A segunda estorieta diz respeito a David Cameron, o candidato favorito à liderança do Partido Conservador. JCE, fanático dos princípios anglo-saxónicos segundo os quais «o pessoal é político» e a identidade religiosa deve ser explorada para fins eleitorais, elogia Cameron por este «afirmar claramente a sua fé cristã» numa entrevista televisiva. Creio que JCE não se apercebe de que quem legitima a exibição pública do privado, quer este seja o privado religioso ou familiar, justifica também a devassa pública da intimidade de quem assim se exibe, e dos seus desvios aos mandamentos religiosos ou às lealdades conjugais. Também por isso e ao contrário de JCE, parece-me preferível que o debate político se centre em questões de interesse público, e não em sentimentos privados, sejam eles a fé ou a «identidade» religiosa.

A terceira estorieta é sobre outro cronista do Daily Telegraph que, aparentemente, protestou contra a retirada de símbolos religiosos dos espaços públicos, embora não seja claro se as escolas britânicas aí se incluem. Esta estorieta parece-me suspeita, quanto mais não seja porque não é um hábito muito protestante andar a espalhar símbolos religiosos, particularmente crucifixos, pelas escolas.

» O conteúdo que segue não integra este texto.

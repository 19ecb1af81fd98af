//! Directory → JSONL driver.
//!
//! Every per-file problem (unreadable, not RTF, no title) is logged and
//! counted, and the run moves on. Only a missing or unreadable source
//! directory, or a failing output file, stops the run.

use std::io::{self, Write};
use std::path::{Path, PathBuf};

use indicatif::{ProgressBar, ProgressStyle};
use thiserror::Error;
use tracing::{debug, info, warn};

use crate::extract;
use crate::output::{self, JsonlWriter};
use crate::render::Renderer;

pub const EXTENSION: &str = ".rtf";

#[derive(Error, Debug)]
pub enum BatchError {
    #[error("source directory '{}' not found", .0.display())]
    SourceMissing(PathBuf),
    #[error("failed to read source directory '{}': {source}", path.display())]
    ReadDir {
        path: PathBuf,
        #[source]
        source: io::Error,
    },
    #[error("failed to write '{}': {source}", path.display())]
    Write {
        path: PathBuf,
        #[source]
        source: io::Error,
    },
}

#[derive(Debug, Default, Clone, Copy, PartialEq, Eq)]
pub struct BatchSummary {
    pub processed: usize,
    pub errors: usize,
}

impl BatchSummary {
    fn record(&mut self, outcome: Outcome) {
        match outcome {
            Outcome::Written => self.processed += 1,
            Outcome::RenderFailed | Outcome::Incomplete => self.errors += 1,
        }
    }

    pub fn total(&self) -> usize {
        self.processed + self.errors
    }
}

#[derive(Debug, Clone, Copy, PartialEq, Eq)]
enum Outcome {
    Written,
    RenderFailed,
    /// Rendered, but no job title.
    Incomplete,
}

pub fn is_candidate(filename: &str) -> bool {
    filename.to_lowercase().ends_with(EXTENSION)
}

/// `.rtf` entries of `dir` as `(filename, path)`, sorted by filename.
pub fn list_candidates(dir: &Path) -> Result<Vec<(String, PathBuf)>, BatchError> {
    let read_dir_err = |source| BatchError::ReadDir {
        path: dir.to_path_buf(),
        source,
    };

    let mut files = Vec::new();
    for entry in std::fs::read_dir(dir).map_err(read_dir_err)? {
        let entry = entry.map_err(read_dir_err)?;
        let raw = entry.file_name();
        let name = raw.to_string_lossy().into_owned();
        if raw.to_str().is_none() {
            debug!(name = ?raw, "non UTF-8 file name, recorded lossily");
        }
        if is_candidate(&name) {
            files.push((name, entry.path()));
        }
    }
    files.sort();
    Ok(files)
}

pub fn check_source(source_dir: &Path) -> Result<(), BatchError> {
    if source_dir.is_dir() {
        Ok(())
    } else {
        Err(BatchError::SourceMissing(source_dir.to_path_buf()))
    }
}

/// Render, extract and write every `.rtf` file in `source_dir`.
///
/// The output file is only created (and truncated) once the source
/// directory is known to exist and has been listed.
pub fn run<R: Renderer>(
    renderer: &R,
    source_dir: &Path,
    output_path: &Path,
    show_progress: bool,
) -> Result<BatchSummary, BatchError> {
    check_source(source_dir)?;

    let files = list_candidates(source_dir)?;
    info!(
        source = %source_dir.display(),
        files = files.len(),
        "found RTF files"
    );

    let write_err = |source| BatchError::Write {
        path: output_path.to_path_buf(),
        source,
    };
    let mut writer = output::create(output_path).map_err(write_err)?;

    let pb = progress_bar(files.len(), show_progress);
    let mut summary = BatchSummary::default();

    for (name, path) in &files {
        pb.set_message(name.clone());
        // Keep per-file log lines from tearing the bar.
        let outcome = pb
            .suspend(|| process_file(renderer, name, path, &mut writer))
            .map_err(write_err)?;
        summary.record(outcome);
        pb.inc(1);
    }

    pb.finish_and_clear();
    let lines = writer.lines_written();
    writer.finish().map_err(write_err)?;

    info!(
        processed = summary.processed,
        errors = summary.errors,
        lines,
        output = %output_path.display(),
        "batch complete"
    );
    Ok(summary)
}

/// The only error surfaced is a failed write; everything else is an `Outcome`.
fn process_file<R: Renderer, W: Write>(
    renderer: &R,
    name: &str,
    path: &Path,
    writer: &mut JsonlWriter<W>,
) -> io::Result<Outcome> {
    info!(file = name, "processing");

    let text = match renderer.render_file(path) {
        Ok(t) => t,
        Err(e) => {
            warn!(file = name, error = %e, "failed to render document");
            return Ok(Outcome::RenderFailed);
        }
    };

    let record = extract::extract_job_details(Some(&text), name);
    if !record.is_keepable() {
        warn!(file = name, "skipping, missing essential details (job title)");
        return Ok(Outcome::Incomplete);
    }

    writer.write(&record)?;
    Ok(Outcome::Written)
}

fn progress_bar(len: usize, visible: bool) -> ProgressBar {
    if !visible {
        return ProgressBar::hidden();
    }
    let pb = ProgressBar::new(len as u64);
    pb.set_style(
        ProgressStyle::default_bar()
            .template("{spinner:.green} [{elapsed_precise}] [{bar:40.cyan/blue}] {pos}/{len} {msg}")
            .unwrap_or_else(|_| ProgressStyle::default_bar())
            .progress_chars("#>-"),
    );
    pb
}

// ── Tests ──

#[cfg(test)]
mod tests {
    use std::fs;

    use super::*;
    use crate::render::{RenderError, RtfRenderer};

    fn fixture(name: &str) -> Vec<u8> {
        fs::read(format!("tests/fixtures/{}", name)).unwrap()
    }

    fn read_rows(path: &Path) -> Vec<serde_json::Value> {
        fs::read_to_string(path)
            .unwrap()
            .lines()
            .map(|l| serde_json::from_str(l).unwrap())
            .collect()
    }

    /// Treats file contents as already-rendered text.
    struct PlainText;

    impl Renderer for PlainText {
        fn render(&self, bytes: &[u8]) -> Result<String, RenderError> {
            Ok(String::from_utf8_lossy(bytes).into_owned())
        }
    }

    #[test]
    fn candidate_extension_case_insensitive() {
        assert!(is_candidate("posting.rtf"));
        assert!(is_candidate("POSTING.RTF"));
        assert!(is_candidate("Posting.Rtf"));
        assert!(!is_candidate("posting.rtf.bak"));
        assert!(!is_candidate("posting.txt"));
        assert!(!is_candidate("rtf"));
    }

    #[test]
    fn mixed_directory() {
        let src = tempfile::tempdir().unwrap();
        let out_dir = tempfile::tempdir().unwrap();
        let out = out_dir.path().join("output.jsonl");

        fs::write(src.path().join("acme.rtf"), fixture("acme_senior_engineer.rtf")).unwrap();
        fs::write(src.path().join("globex.RTF"), fixture("globex_no_marker.rtf")).unwrap();
        fs::write(src.path().join("initech.rtf"), fixture("initech_header_only.rtf")).unwrap();
        fs::write(src.path().join("broken.rtf"), b"this is not rich text").unwrap();
        fs::write(src.path().join("notes.txt"), fixture("acme_senior_engineer.rtf")).unwrap();

        let summary = run(&RtfRenderer, src.path(), &out, false).unwrap();
        assert_eq!(summary, BatchSummary { processed: 2, errors: 2 });
        assert_eq!(summary.total(), 4);

        let rows = read_rows(&out);
        assert_eq!(rows.len(), 2);

        assert_eq!(
            rows[0],
            serde_json::json!({
                "company_name": "Acme Corp",
                "job_title": "Senior Engineer",
                "location": "Remote",
                "job_description": "Build things.\nOwn outcomes.",
                "source_file": "acme.rtf",
            })
        );
        assert_eq!(rows[1]["source_file"], "globex.RTF");
        assert_eq!(rows[1]["job_title"], "Staff Designer");
        assert_eq!(rows[1]["location"], "Berlin");
        assert_eq!(rows[1]["job_description"], "Design systems.\nMentor juniors.");

        for row in &rows {
            let keys: Vec<&String> = row.as_object().unwrap().keys().collect();
            assert_eq!(keys.len(), 5);
            assert!(!row["job_title"].as_str().unwrap().is_empty());
        }
    }

    #[cfg(unix)]
    #[test]
    fn non_utf8_name_is_still_counted() {
        use std::ffi::OsStr;
        use std::os::unix::ffi::OsStrExt;

        let src = tempfile::tempdir().unwrap();
        let out_dir = tempfile::tempdir().unwrap();
        let out = out_dir.path().join("output.jsonl");
        let name = OsStr::from_bytes(b"caf\xe9.rtf");
        // Some filesystems refuse non UTF-8 names outright.
        if fs::write(src.path().join(name), fixture("acme_senior_engineer.rtf")).is_err() {
            return;
        }

        let summary = run(&RtfRenderer, src.path(), &out, false).unwrap();
        assert_eq!(summary, BatchSummary { processed: 1, errors: 0 });
        assert_eq!(read_rows(&out)[0]["source_file"], "caf\u{fffd}.rtf");
    }

    #[test]
    fn check_source_reports_missing_dir() {
        let dir = tempfile::tempdir().unwrap();
        assert!(check_source(dir.path()).is_ok());
        let missing = dir.path().join("absent");
        assert!(matches!(
            check_source(&missing),
            Err(BatchError::SourceMissing(ref p)) if p == &missing
        ));
    }

    #[test]
    fn progress_bar_visible_run() {
        let src = tempfile::tempdir().unwrap();
        let out_dir = tempfile::tempdir().unwrap();
        let out = out_dir.path().join("output.jsonl");
        fs::write(src.path().join("a.rtf"), "Acme\nEngineer").unwrap();
        fs::write(src.path().join("b.rtf"), "No title").unwrap();

        let summary = run(&PlainText, src.path(), &out, true).unwrap();
        assert_eq!(summary, BatchSummary { processed: 1, errors: 1 });
        assert_eq!(read_rows(&out).len(), 1);
    }

    #[test]
    fn missing_source_leaves_output_untouched() {
        let out_dir = tempfile::tempdir().unwrap();
        let out = out_dir.path().join("output.jsonl");
        let missing = out_dir.path().join("nope");

        let err = run(&RtfRenderer, &missing, &out, false).unwrap_err();
        assert!(matches!(err, BatchError::SourceMissing(ref p) if p == &missing));
        assert!(err.to_string().contains("nope"));
        assert!(!out.exists());
    }

    #[test]
    fn output_is_overwritten() {
        let src = tempfile::tempdir().unwrap();
        let out_dir = tempfile::tempdir().unwrap();
        let out = out_dir.path().join("output.jsonl");
        fs::write(&out, "stale line\n").unwrap();
        fs::write(src.path().join("a.rtf"), "Acme\nEngineer\n").unwrap();

        let summary = run(&PlainText, src.path(), &out, false).unwrap();
        assert_eq!(summary, BatchSummary { processed: 1, errors: 0 });
        let body = fs::read_to_string(&out).unwrap();
        assert!(!body.contains("stale"));
        assert_eq!(read_rows(&out)[0]["company_name"], "Acme");
    }

    #[test]
    fn empty_directory_writes_empty_file() {
        let src = tempfile::tempdir().unwrap();
        let out = src.path().join("output.jsonl");
        let summary = run(&PlainText, src.path(), &out, false).unwrap();
        assert_eq!(summary, BatchSummary::default());
        assert_eq!(fs::read_to_string(&out).unwrap(), "");
    }

    #[test]
    fn unreadable_entry_is_counted_not_fatal() {
        let src = tempfile::tempdir().unwrap();
        let out_dir = tempfile::tempdir().unwrap();
        let out = out_dir.path().join("output.jsonl");
        fs::create_dir(src.path().join("folder.rtf")).unwrap();
        fs::write(src.path().join("ok.rtf"), "Acme\nEngineer\nRemote\nAbout the job\nShip.").unwrap();
        fs::write(src.path().join("title_less.rtf"), "Only a company").unwrap();

        let summary = run(&PlainText, src.path(), &out, false).unwrap();
        assert_eq!(summary, BatchSummary { processed: 1, errors: 2 });
        let rows = read_rows(&out);
        assert_eq!(rows.len(), 1);
        assert_eq!(rows[0]["job_description"], "Ship.");
    }

    #[test]
    fn files_processed_in_name_order() {
        let src = tempfile::tempdir().unwrap();
        let out_dir = tempfile::tempdir().unwrap();
        let out = out_dir.path().join("output.jsonl");
        for name in ["c.rtf", "a.rtf", "b.rtf"] {
            fs::write(src.path().join(name), "Co\nTitle").unwrap();
        }

        run(&PlainText, src.path(), &out, false).unwrap();
        let order: Vec<String> = read_rows(&out)
            .iter()
            .map(|r| r["source_file"].as_str().unwrap().to_string())
            .collect();
        assert_eq!(order, ["a.rtf", "b.rtf", "c.rtf"]);
    }
}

A quarta estorieta é sobre a Elizabeth, por acaso rainha do Reino Unido, e líder formal da Igreja Anglicana. JCE, que (por preguiça?) não consegue escrever um artigo inteiro sem citar longamente terceiros, transcreve uma passagem de um discurso da senhora, em que ela nos diz que «todas as pessoas (…) podem encontrar significado e propósito no Evangelho de Jesus Cristo». Nem Elizabeth nem JCE parecem querer conceder-nos a possibilidade de recusarmos o cristianismo como referência de vida, uma opção que, no entanto, constitui para muitos de nós uma consequência elementar da liberdade de consciência.

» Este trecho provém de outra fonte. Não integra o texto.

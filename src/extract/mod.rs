pub mod description;
pub mod header;

use serde::Serialize;
use tracing::warn;

/// One output row of the dataset. Absent fields serialize as `null`.
#[derive(Debug, Clone, PartialEq, Eq, Serialize)]
pub struct JobRecord {
    pub company_name: Option<String>,
    pub job_title: Option<String>,
    pub location: Option<String>,
    pub job_description: Option<String>,
    pub source_file: String,
}

impl JobRecord {
    fn empty(source_file: &str) -> Self {
        JobRecord {
            company_name: None,
            job_title: None,
            location: None,
            job_description: None,
            source_file: source_file.to_string(),
        }
    }

    /// Only records with a usable title are written out.
    pub fn is_keepable(&self) -> bool {
        self.job_title.as_deref().is_some_and(|t| !t.is_empty())
    }
}

/// Split on `\n`, `\r\n` or bare `\r`, trim, drop blank lines.
pub fn non_empty_lines(text: &str) -> Vec<String> {
    text.split(description::is_line_break)
        .map(str::trim)
        .filter(|l| !l.is_empty())
        .map(str::to_string)
        .collect()
}

/// Best-effort extraction. Never fails: anything missing is left as `None`.
pub fn extract_job_details(plain_text: Option<&str>, filename: &str) -> JobRecord {
    let text = match plain_text {
        Some(t) if !t.is_empty() => t,
        _ => return JobRecord::empty(filename),
    };

    let lines = non_empty_lines(text);
    let header = header::from_lines(&lines);

    let marker = description::find_marker(text);
    if marker.is_none() {
        warn!(
            file = filename,
            "'About the job' marker not found, description may be incomplete or missing"
        );
    }
    let job_description = description::extract(&description::Input {
        text,
        lines: &lines,
        marker,
    });

    JobRecord {
        company_name: header.company_name,
        job_title: header.job_title,
        location: header.location,
        job_description,
        source_file: filename.to_string(),
    }
}

// ── Tests ──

No parágrafo final, JCE tira uma conclusão que não surpreenderá os seus leitores habituais: a culpa é dos franceses. Se fosse tudo como em Inglaterra, se todos tentássemos ser lordes britânicos e falar com batatas quentes na boca, se todos espumássemos de raiva cada vez que ouvíssemos falar francês ou falar da França (seja do laicismo ou dos cruássans), então o mundo seria um paraíso. Mais, JCE sugere que a solução perfeita será a adaptação das leis gerais do Estado a todas as «realidades locais» e «circunstâncias particulares», incluindo naturalmente a adaptação da Constituição a todas as tradições religiosas e costumes comunitários. Porém, se seguíssemos esta sugestão, não apenas os crucifixos continuariam nas escolas públicas portuguesas de todo o país, como seriam substituídos na península de Setúbal pela foice e pelo martelo, e na Madeira seriam acompanhados pelo retrato de Alberto João Jardim. Esta perspectiva horroriza-me, mas parece maravilhar JCE. Sugiro a JCE que seja mais ousado ainda e assuma que defende também que as leis que criminalizam as mutilações genitais efectuadas a menores sejam adaptadas às tradições das comunidades. Não é suficiente manter em vigor uma Concordata que em cada alínea faz uma discriminação positiva a favor da ICAR: cada comunidade que faça as suas leis. Com JCE como Grande Timoneiro, voltaremos à Idade Média. Em frente, para trás!